=== WHAT YOU NEED TO DO ===
What you give must be exactly the lines of the material from the first through the line that contains "A lower rank", inclusive, and no others.
--- RECORDS FOR PROCESSING ---
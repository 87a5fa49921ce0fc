//! Severity model.
//!
//! # Ordering
//! ```text
//! error(0) < warn(1) < info(2) < verbose(3) < debug(4) < silly(5)
//! ```
//! A lower rank is more urgent. A sink threshold of `info` accepts
//! `error`, `warn` and `info`.

use std::fmt;
use std::str::FromStr;

use serde::{Deserialize, Serialize};

/// Total-ordered urgency of a log record.
#[derive(Debug, Clone, Copy, PartialEq, Eq, PartialOrd, Ord, Hash, Serialize, Deserialize)]
#[serde(rename_all = "lowercase")]
pub enum Severity {
    Error = 0,
    Warn = 1,
    Info = 2,
    Verbose = 3,
    Debug = 4,
    Silly = 5,
}

/// The four buckets a host-provided logger understands.
#[derive(Debug, Clone, Copy, PartialEq, Eq)]
pub enum HostBucket {
    Error,
    Warn,
    Info,
    Verbose,
}

const LONGEST_NAME: usize = 7; // "verbose"

impl Severity {
    pub const ALL: [Severity; 6] = [
        Severity::Error,
        Severity::Warn,
        Severity::Info,
        Severity::Verbose,
        Severity::Debug,
        Severity::Silly,
    ];

    /// Look up a level name, ignoring case. `None` is the unresolved state.
    pub fn resolve(level: &str) -> Option<Severity> {
        Self::ALL
            .into_iter()
            .find(|s| s.as_str().eq_ignore_ascii_case(level))
    }

    pub fn rank(self) -> u8 {
        self as u8
    }

    pub fn as_str(self) -> &'static str {
        match self {
            Severity::Error => "error",
            Severity::Warn => "warn",
            Severity::Info => "info",
            Severity::Verbose => "verbose",
            Severity::Debug => "debug",
            Severity::Silly => "silly",
        }
    }

    /// Upper-case label used on every formatted line.
    pub fn label(self) -> &'static str {
        match self {
            Severity::Error => "ERROR",
            Severity::Warn => "WARN",
            Severity::Info => "INFO",
            Severity::Verbose => "VERBOSE",
            Severity::Debug => "DEBUG",
            Severity::Silly => "SILLY",
        }
    }

    /// Spaces that align the local line after `< LEVEL >`.
    pub fn padding(self) -> String {
        " ".repeat(LONGEST_NAME - self.as_str().len())
    }

    /// True when a record of this severity passes a threshold.
    pub fn within(self, threshold: Severity) -> bool {
        self <= threshold
    }

    /// Hex colour for the legacy message card.
    pub fn theme_color(self) -> &'static str {
        match self {
            Severity::Error => "d13438",
            Severity::Warn => "ffaa44",
            Severity::Info => "2e86de",
            Severity::Verbose => "8e8e8e",
            Severity::Debug => "6c757d",
            Severity::Silly => "b86bff",
        }
    }

    /// Named colour for adaptive card text blocks.
    pub fn adaptive_color(self) -> &'static str {
        match self {
            Severity::Error => "attention",
            Severity::Warn => "warning",
            Severity::Info => "accent",
            Severity::Verbose | Severity::Debug => "default",
            Severity::Silly => "good",
        }
    }

    pub fn host_bucket(self) -> HostBucket {
        match self {
            Severity::Error => HostBucket::Error,
            Severity::Warn => HostBucket::Warn,
            Severity::Info => HostBucket::Info,
            Severity::Verbose | Severity::Debug | Severity::Silly => HostBucket::Verbose,
        }
    }

    /// RFC 5424 severity code.
    pub fn syslog_code(self) -> u8 {
        match self {
            Severity::Error => 3,
            Severity::Warn => 4,
            Severity::Info => 6,
            Severity::Verbose | Severity::Debug | Severity::Silly => 7,
        }
    }
}

impl fmt::Display for Severity {
    fn fmt(&self, f: &mut fmt::Formatter<'_>) -> fmt::Result {
        f.write_str(self.label())
    }
}

impl FromStr for Severity {
    type Err = crate::error::LogError;

    fn from_str(s: &str) -> Result<Self, Self::Err> {
        Severity::resolve(s).ok_or_else(|| crate::error::LogError::InvalidLevel(s.to_string()))
    }
}

#[cfg(test)]
mod tests {
    use super::*;

    #[test]
    fn test_resolve_any_case() {
        let cases = [
            ("error", 0),
            ("warn", 1),
            ("info", 2),
            ("verbose", 3),
            ("debug", 4),
            ("silly", 5),
            ("Error", 0),
            ("WARN", 1),
        ];
        for (name, rank) in cases {
            assert_eq!(Severity::resolve(name).map(Severity::rank), Some(rank), "{name}");
        }
    }

    #[test]
    fn test_unresolved_names() {
        assert_eq!(Severity::resolve("randomString"), None);
        assert_eq!(Severity::resolve(""), None);
        assert_eq!(Severity::resolve("123"), None);
        assert!("nope".parse::<Severity>().is_err());
    }

    #[test]
    fn test_total_order() {
        for pair in Severity::ALL.windows(2) {
            assert!(pair[0] < pair[1]);
        }
        assert!(Severity::Error.within(Severity::Warn));
        assert!(Severity::Warn.within(Severity::Warn));
        assert!(!Severity::Info.within(Severity::Warn));
    }

    #[test]
    fn test_padding_aligns_labels() {
        for s in Severity::ALL {
            assert_eq!(s.as_str().len() + s.padding().len(), 7);
        }
    }

    #[test]
    fn test_host_buckets() {
        assert_eq!(Severity::Error.host_bucket(), HostBucket::Error);
        assert_eq!(Severity::Warn.host_bucket(), HostBucket::Warn);
        assert_eq!(Severity::Info.host_bucket(), HostBucket::Info);
        assert_eq!(Severity::Verbose.host_bucket(), HostBucket::Verbose);
        assert_eq!(Severity::Debug.host_bucket(), HostBucket::Verbose);
        assert_eq!(Severity::Silly.host_bucket(), HostBucket::Verbose);
    }
}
---
=== ANSWER AREA ===
repository 87a5fa49921ce0fc
//! Severity model.
//!
//! # Ordering
//! ```text
//! error(0) < warn(1) < info(2) < verbose(3) < debug(4) < silly(5)
//! ```
//! A lower rank is more urgent. A sink threshold of `info` accepts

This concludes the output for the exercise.